Reputation: 799
i have to get many urls from a website and then i've to copy these in an excel file. I'm looking for an automatic way to do that. The website is structured having a main page with about 300 links and inside of each link there are 2 or 3 links that are interesting for me. Any suggestions ?
Upvotes: 0
Views: 1553
Reputation: 5728
You can use beautiful soup for parsing , [http://www.crummy.com/software/BeautifulSoup/]
More information about docs here http://www.crummy.com/software/BeautifulSoup/bs4/doc/
I won't suggest scrappy because you don't need that for work you described in your question.
For e.g. this code will use urllib2 library to open a google homepage and find all links in that output in the form of list
import urllib2
from bs4 import BeautifulSoup
data=urllib2.urlopen('http://www.google.com').read()
soup=BeautifulSoup(data)
print soup.find_all('a')
For handling excel files take a look at http://www.python-excel.org
Upvotes: 0
Reputation: 392
If the links are in the html... You can use beautiful soup.

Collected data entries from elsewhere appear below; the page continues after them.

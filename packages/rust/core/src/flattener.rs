//! Re-emits batches as an unbatched record stream.

use geoenrich_shared::{GeoenrichError, Record, Result};
use tokio::sync::mpsc;

use crate::batch::Batch;

/// Send every record of `batch` downstream, in order.
///
/// Returns once the whole batch has been accepted, so the next batch is not
/// pulled before this one is out. A closed receiver ends the run.
pub async fn emit(batch: Batch, output: &mpsc::Sender<Record>) -> Result<usize> {
    let mut sent = 0;
    for record in batch.into_records() {
        output.send(record).await.map_err(|_| {
            tracing::debug!(sent, "downstream receiver closed");
            GeoenrichError::Cancelled
        })?;
        sent += 1;
    }
    Ok(sent)
}

#[cfg(test)]
mod tests {
    use super::*;
    use serde_json::json;

    fn batch(n: usize) -> Batch {
        let records = (0..n)
            .map(|i| serde_json::from_value(json!({ "n": i })).unwrap())
            .collect();
        Batch::new(0, records)
    }

    #[tokio::test]
    async fn emits_records_in_order() {
        let (tx, mut rx) = mpsc::channel(8);
        let sent = emit(batch(3), &tx).await.unwrap();
        drop(tx);

        assert_eq!(sent, 3);
        let mut seen = Vec::new();
        while let Some(r) = rx.recv().await {
            seen.push(r.get("n").and_then(|v| v.as_u64()).unwrap());
        }
        assert_eq!(seen, vec![0, 1, 2]);
    }

    #[tokio::test]
    async fn closed_receiver_stops_the_run() {
        let (tx, rx) = mpsc::channel(1);
        drop(rx);
        let err = emit(batch(2), &tx).await.unwrap_err();
        assert!(matches!(err, GeoenrichError::Cancelled));
    }
}
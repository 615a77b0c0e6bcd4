//! End-to-end pipeline behaviour against a mock Geocodio server.

use std::collections::HashMap;
use std::sync::Arc;
use std::time::Duration;

use geoenrich_core::Pipeline;
use geoenrich_geocodio::{GeocodioClient, GeocodioOptions};
use geoenrich_shared::{
    CacheWriteFailure, GEOCODED_FIELD, GeoenrichError, PipelineConfig, REQUIRES_GEOCODE_FIELD,
    Record, StageOptions,
};
use geoenrich_storage::{GeocodeCache, MemoryCache, Storage};
use serde_json::{Value, json};
use uuid::Uuid;
use wiremock::matchers::{method, path};
use wiremock::{Mock, MockServer, Request, Respond, ResponseTemplate};

// ---------------------------------------------------------------------------
// Helpers
// ---------------------------------------------------------------------------

/// Answers each batch request from a fixed address book; unknown addresses
/// come back with no candidates.
struct AddressBook(HashMap<String, (String, f64, f64)>);

impl AddressBook {
    fn new(entries: &[(&str, &str, f64, f64)]) -> Self {
        Self(
            entries
                .iter()
                .map(|(addr, city, lat, lng)| {
                    (addr.to_string(), (city.to_string(), *lat, *lng))
                })
                .collect(),
        )
    }
}

impl Respond for AddressBook {
    fn respond(&self, request: &Request) -> ResponseTemplate {
        let addresses: Vec<String> = match serde_json::from_slice(&request.body) {
            Ok(a) => a,
            Err(_) => return ResponseTemplate::new(422),
        };
        let results: Vec<Value> = addresses
            .iter()
            .map(|a| match self.0.get(a) {
                Some((city, lat, lng)) => json!({
                    "query": a,
                    "response": { "results": [{
                        "address_components": { "city": city },
                        "location": { "lat": lat, "lng": lng }
                    }]}
                }),
                None => json!({ "query": a, "response": { "results": [] } }),
            })
            .collect();
        ResponseTemplate::new(200).set_body_json(json!({ "results": results }))
    }
}

fn book() -> AddressBook {
    AddressBook::new(&[
        ("1 Main St", "Springfield", 39.78, -89.65),
        ("2 Elm St", "Shelbyville", 39.40, -88.79),
        ("3 Oak Ave", "Capital City", 40.00, -89.00),
    ])
}

fn client(server: &MockServer) -> GeocodioClient {
    GeocodioClient::new(&GeocodioOptions {
        api_key: "test-key".into(),
        base_url: server.uri(),
        timeout: Duration::from_secs(5),
    })
    .expect("client")
}

fn config(batch_size: usize) -> PipelineConfig {
    PipelineConfig {
        batch_size,
        ..PipelineConfig::default()
    }
}

fn pipeline<C: GeocodeCache + Clone>(
    server: &MockServer,
    cache: C,
    batch_size: usize,
) -> Pipeline<C> {
    Pipeline::builder(
        StageOptions {
            address: "addr".into(),
        },
        cache,
        client(server),
    )
    .config(config(batch_size))
    .build()
    .expect("pipeline")
}

fn records(values: Vec<Value>) -> Vec<Record> {
    values
        .into_iter()
        .map(|v| serde_json::from_value(v).expect("record"))
        .collect()
}

fn ids(out: &[Record]) -> Vec<i64> {
    out.iter()
        .map(|r| r.get("id").and_then(Value::as_i64).expect("id"))
        .collect()
}

fn temp_db() -> std::path::PathBuf {
    std::env::temp_dir().join(format!("ge_pipeline_{}.db", Uuid::now_v7()))
}

// ---------------------------------------------------------------------------
// Tests
// ---------------------------------------------------------------------------

#[tokio::test]
async fn output_matches_input_count_and_order_across_batches() {
    let server = MockServer::start().await;
    Mock::given(method("POST"))
        .and(path("/geocode"))
        .respond_with(book())
        .mount(&server)
        .await;

    let input = records(vec![
        json!({"id": 0, "addr": "1 Main St"}),
        json!({"id": 1}),
        json!({"id": 2, "addr": "unknown place"}),
        json!({"id": 3, "addr": "2 Elm St"}),
        json!({"id": 4, "addr": ""}),
        json!({"id": 5, "addr": "3 Oak Ave"}),
        json!({"id": 6, "addr": "1 Main St"}),
    ]);

    let cache = Arc::new(MemoryCache::new());
    let (out, stats) = pipeline(&server, cache.clone(), 3)
        .run_records(input)
        .await
        .unwrap();

    assert_eq!(ids(&out), vec![0, 1, 2, 3, 4, 5, 6]);
    assert_eq!(stats.records, 7);
    assert_eq!(stats.batches, 3);

    assert_eq!(out[0].get("addr_city"), Some(&json!("Springfield")));
    assert!(out[1].get("location").is_none());
    assert!(out[2].get("location").is_none());
    assert_eq!(out[3].get("location"), Some(&json!({"lat": 39.40, "lon": -88.79})));
    assert!(out[4].get("addr_full").is_none());
    assert_eq!(out[5].get("addr_full"), Some(&json!({"city": "Capital City"})));
    assert_eq!(out[6].get("addr_city"), Some(&json!("Springfield")));

    assert_eq!(cache.len(), 3);
}

#[tokio::test]
async fn cached_addresses_never_reach_the_service() {
    let server = MockServer::start().await;
    Mock::given(method("POST"))
        .respond_with(book())
        .expect(1)
        .mount(&server)
        .await;

    let cache = Arc::new(MemoryCache::new());
    let input = records(vec![
        json!({"id": 0, "addr": "1 Main St"}),
        json!({"id": 1, "addr": "2 Elm St"}),
    ]);

    let p = pipeline(&server, cache.clone(), 10);
    let (first, _) = p.run_records(input.clone()).await.unwrap();
    let (second, stats) = p.run_records(input).await.unwrap();

    assert_eq!(first, second);
    assert_eq!(stats.cache_hits, 2);
    assert_eq!(stats.geocode_requested, 0);
    // `expect(1)` is verified when the server drops.
}

#[tokio::test]
async fn persisted_results_survive_a_fresh_run() {
    let db = temp_db();
    let input = records(vec![json!({"id": 0, "addr": "3 Oak Ave", "name": "x"})]);

    let first = {
        let server = MockServer::start().await;
        Mock::given(method("POST"))
            .respond_with(book())
            .expect(1)
            .mount(&server)
            .await;

        let storage = Arc::new(Storage::open(&db).await.unwrap());
        let (out, stats) = pipeline(&server, storage.clone(), 1000)
            .run_records(input.clone())
            .await
            .unwrap();
        assert_eq!(stats.cache_written, 1);
        assert_eq!(storage.count().await.unwrap(), 1);
        out
    };

    let server = MockServer::start().await;
    Mock::given(method("POST"))
        .respond_with(ResponseTemplate::new(500))
        .expect(0)
        .mount(&server)
        .await;

    let storage = Arc::new(Storage::open(&db).await.unwrap());
    let (second, stats) = pipeline(&server, storage, 1000)
        .run_records(input)
        .await
        .unwrap();

    assert_eq!(stats.cache_hits, 1);
    assert_eq!(second[0].get("location"), first[0].get("location"));
    assert_eq!(second[0].get("addr_full"), first[0].get("addr_full"));
    assert_eq!(second[0].get("addr_city"), Some(&json!("Capital City")));

    let _ = std::fs::remove_file(&db);
}

#[tokio::test]
async fn gap_in_service_results_stays_aligned() {
    let server = MockServer::start().await;
    Mock::given(method("POST"))
        .respond_with(ResponseTemplate::new(200).set_body_json(json!({
            "results": [
                {"response": {"results": [{
                    "address_components": {"city": "A-town"},
                    "location": {"lat": 1.0, "lng": 1.0}
                }]}},
                null,
                {"response": {"results": [{
                    "address_components": {"city": "C-town"},
                    "location": {"lat": 3.0, "lng": 3.0}
                }]}}
            ]
        })))
        .mount(&server)
        .await;

    let cache = Arc::new(MemoryCache::new());
    let input = records(vec![
        json!({"id": 0, "addr": "A"}),
        json!({"id": 1, "addr": "B"}),
        json!({"id": 2, "addr": "C"}),
    ]);
    let (out, stats) = pipeline(&server, cache.clone(), 10)
        .run_records(input)
        .await
        .unwrap();

    assert_eq!(out[0].get("addr_city"), Some(&json!("A-town")));
    assert!(out[1].get("addr_city").is_none());
    assert_eq!(out[2].get("addr_city"), Some(&json!("C-town")));
    assert_eq!(stats.geocoded, 2);

    assert!(cache.get("A").is_some());
    assert!(cache.get("B").is_none());
    assert!(cache.get("C").is_some());
}

#[tokio::test]
async fn service_outage_completes_without_enrichment() {
    let server = MockServer::start().await;
    Mock::given(method("POST"))
        .respond_with(ResponseTemplate::new(503))
        .expect(2)
        .mount(&server)
        .await;

    let cache = Arc::new(MemoryCache::new());
    let input = records(vec![
        json!({"id": 0, "addr": "1 Main St"}),
        json!({"id": 1, "addr": "2 Elm St"}),
        json!({"id": 2, "addr": "3 Oak Ave"}),
    ]);
    let (out, stats) = pipeline(&server, cache.clone(), 2)
        .run_records(input.clone())
        .await
        .unwrap();

    assert_eq!(out, input);
    assert_eq!(stats.geocode_failures, 2);
    assert_eq!(stats.geocoded, 0);
    assert_eq!(cache.write_calls(), 0);
}

#[tokio::test]
async fn bookkeeping_never_escapes() {
    let server = MockServer::start().await;
    Mock::given(method("POST"))
        .respond_with(book())
        .mount(&server)
        .await;

    let input = records(vec![
        json!({"id": 0, "addr": "1 Main St", "__geocoded": true}),
        json!({"id": 1, "__requiresGeocode": false}),
        json!({"id": 2, "addr": "nowhere"}),
    ]);
    let (out, _) = pipeline(&server, Arc::new(MemoryCache::new()), 10)
        .run_records(input)
        .await
        .unwrap();

    for record in &out {
        let serialized = serde_json::to_value(record).unwrap();
        assert!(serialized.get(REQUIRES_GEOCODE_FIELD).is_none());
        assert!(serialized.get(GEOCODED_FIELD).is_none());
    }
}

#[tokio::test]
async fn duplicate_addresses_are_each_resolved() {
    let server = MockServer::start().await;
    Mock::given(method("POST"))
        .and(wiremock::matchers::body_json(json!(["1 Main St", "1 Main St"])))
        .respond_with(book())
        .expect(1)
        .mount(&server)
        .await;

    let input = records(vec![
        json!({"id": 0, "addr": "1 Main St"}),
        json!({"id": 1, "addr": "1 Main St"}),
    ]);
    let (out, stats) = pipeline(&server, Arc::new(MemoryCache::new()), 10)
        .run_records(input)
        .await
        .unwrap();

    assert_eq!(stats.geocoded, 2);
    assert!(out.iter().all(|r| r.get("addr_city") == Some(&json!("Springfield"))));
}

#[tokio::test]
async fn numeric_and_blank_addresses_are_resolved() {
    let server = MockServer::start().await;
    Mock::given(method("POST"))
        .and(wiremock::matchers::body_json(json!(["90210", "   "])))
        .respond_with(AddressBook::new(&[
            ("90210", "Beverly Hills", 34.09, -118.41),
            ("   ", "Blankton", 0.5, 0.5),
        ]))
        .expect(1)
        .mount(&server)
        .await;

    let cache = Arc::new(MemoryCache::new());
    let input = records(vec![
        json!({"id": 0, "addr": 90210}),
        json!({"id": 1, "addr": "   "}),
        json!({"id": 2, "addr": 0}),
    ]);
    let p = pipeline(&server, cache.clone(), 10);

    let (out, stats) = p.run_records(input.clone()).await.unwrap();
    assert_eq!(stats.geocode_requested, 2);
    assert_eq!(out[0].get("addr"), Some(&json!(90210)));
    assert_eq!(out[0].get("addr_city"), Some(&json!("Beverly Hills")));
    assert_eq!(out[1].get("addr_city"), Some(&json!("Blankton")));
    assert!(out[2].get("location").is_none());
    assert!(cache.get("90210").is_some());

    // Served from the cache under the same rendered key.
    let (again, stats) = p.run_records(input).await.unwrap();
    assert_eq!(stats.cache_hits, 2);
    assert_eq!(again, out);
}

#[tokio::test]
async fn slow_service_counts_as_a_failed_call() {
    let server = MockServer::start().await;
    Mock::given(method("POST"))
        .respond_with(
            ResponseTemplate::new(200)
                .set_body_json(json!({ "results": [null] }))
                .set_delay(Duration::from_millis(800)),
        )
        .mount(&server)
        .await;

    let cache = Arc::new(MemoryCache::new());
    let slow = Pipeline::builder(
        StageOptions {
            address: "addr".into(),
        },
        cache.clone(),
        client(&server),
    )
    .config(PipelineConfig {
        service_timeout: Duration::from_millis(50),
        ..PipelineConfig::default()
    })
    .build()
    .unwrap();

    let input = records(vec![json!({"id": 0, "addr": "1 Main St"})]);
    let (out, stats) = slow.run_records(input.clone()).await.unwrap();

    assert_eq!(out, input);
    assert_eq!(stats.geocode_failures, 1);
    assert_eq!(stats.geocoded, 0);
    assert_eq!(cache.write_calls(), 0);
}

#[tokio::test]
async fn cache_read_outage_fails_the_run() {
    let server = MockServer::start().await;
    Mock::given(method("POST"))
        .respond_with(book())
        .expect(0)
        .mount(&server)
        .await;

    let cache = Arc::new(MemoryCache::new());
    cache.fail_reads(true);
    let err = pipeline(&server, cache, 10)
        .run_records(records(vec![json!({"addr": "1 Main St"})]))
        .await
        .unwrap_err();
    assert!(matches!(err, GeoenrichError::Cache(_)));
}

#[tokio::test]
async fn cache_write_outage_policy() {
    let server = MockServer::start().await;
    Mock::given(method("POST"))
        .respond_with(book())
        .mount(&server)
        .await;

    let cache = Arc::new(MemoryCache::new());
    cache.fail_writes(true);
    let input = records(vec![json!({"addr": "1 Main St"})]);

    let strict = pipeline(&server, cache.clone(), 10);
    assert!(strict.run_records(input.clone()).await.is_err());

    let lenient = Pipeline::builder(
        StageOptions {
            address: "addr".into(),
        },
        cache.clone(),
        client(&server),
    )
    .config(PipelineConfig {
        cache_write_failure: CacheWriteFailure::Ignore,
        ..PipelineConfig::default()
    })
    .build()
    .unwrap();
    let (out, stats) = lenient.run_records(input).await.unwrap();
    assert_eq!(out[0].get("addr_city"), Some(&json!("Springfield")));
    assert_eq!(stats.cache_written, 0);
    assert!(cache.is_empty());
}

#[tokio::test]
async fn independent_pipelines_share_one_cache() {
    let server = MockServer::start().await;
    Mock::given(method("POST"))
        .respond_with(book())
        .mount(&server)
        .await;

    let cache = Arc::new(MemoryCache::new());
    let a = pipeline(&server, cache.clone(), 2);
    let b = pipeline(&server, cache.clone(), 5);

    let input_a = records(vec![
        json!({"id": 0, "addr": "1 Main St"}),
        json!({"id": 1, "addr": "2 Elm St"}),
        json!({"id": 2}),
    ]);
    let input_b = records(vec![
        json!({"id": 10, "addr": "3 Oak Ave"}),
        json!({"id": 11, "addr": "1 Main St"}),
    ]);

    let (ra, rb) = tokio::join!(a.run_records(input_a), b.run_records(input_b));
    let (out_a, _) = ra.unwrap();
    let (out_b, _) = rb.unwrap();

    assert_eq!(ids(&out_a), vec![0, 1, 2]);
    assert_eq!(ids(&out_b), vec![10, 11]);
    assert_eq!(out_b[1].get("addr_city"), Some(&json!("Springfield")));
    assert_eq!(cache.len(), 3);
}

This has worked for me in the past.
import urllib2
from bs4 import BeautifulSoup
page = 'http://yourUrl.com'
opened = urllib2.urlopen(page)
soup = BeautifulSoup(opened)
for link in soup.find_all('a'):
print (link.get('href'))
Upvotes: 1
Reputation: 2809
have you tried selenium or urllib?.urllib is faster than selenium http://useful-snippets.blogspot.in/2012/02/simple-website-crawler-with-selenium.html
Upvotes: 0
Reputation: 26184
If you want to develop your solution in Python then I can recommend Scrapy framework.
As far as inserting the data into an Excel sheet is concerned, there are ways to do it directly, see for example here: Insert row into Excel spreadsheet using openpyxl in Python , but you can also write the data into a CSV file and then import it into Excel.
Upvotes: 1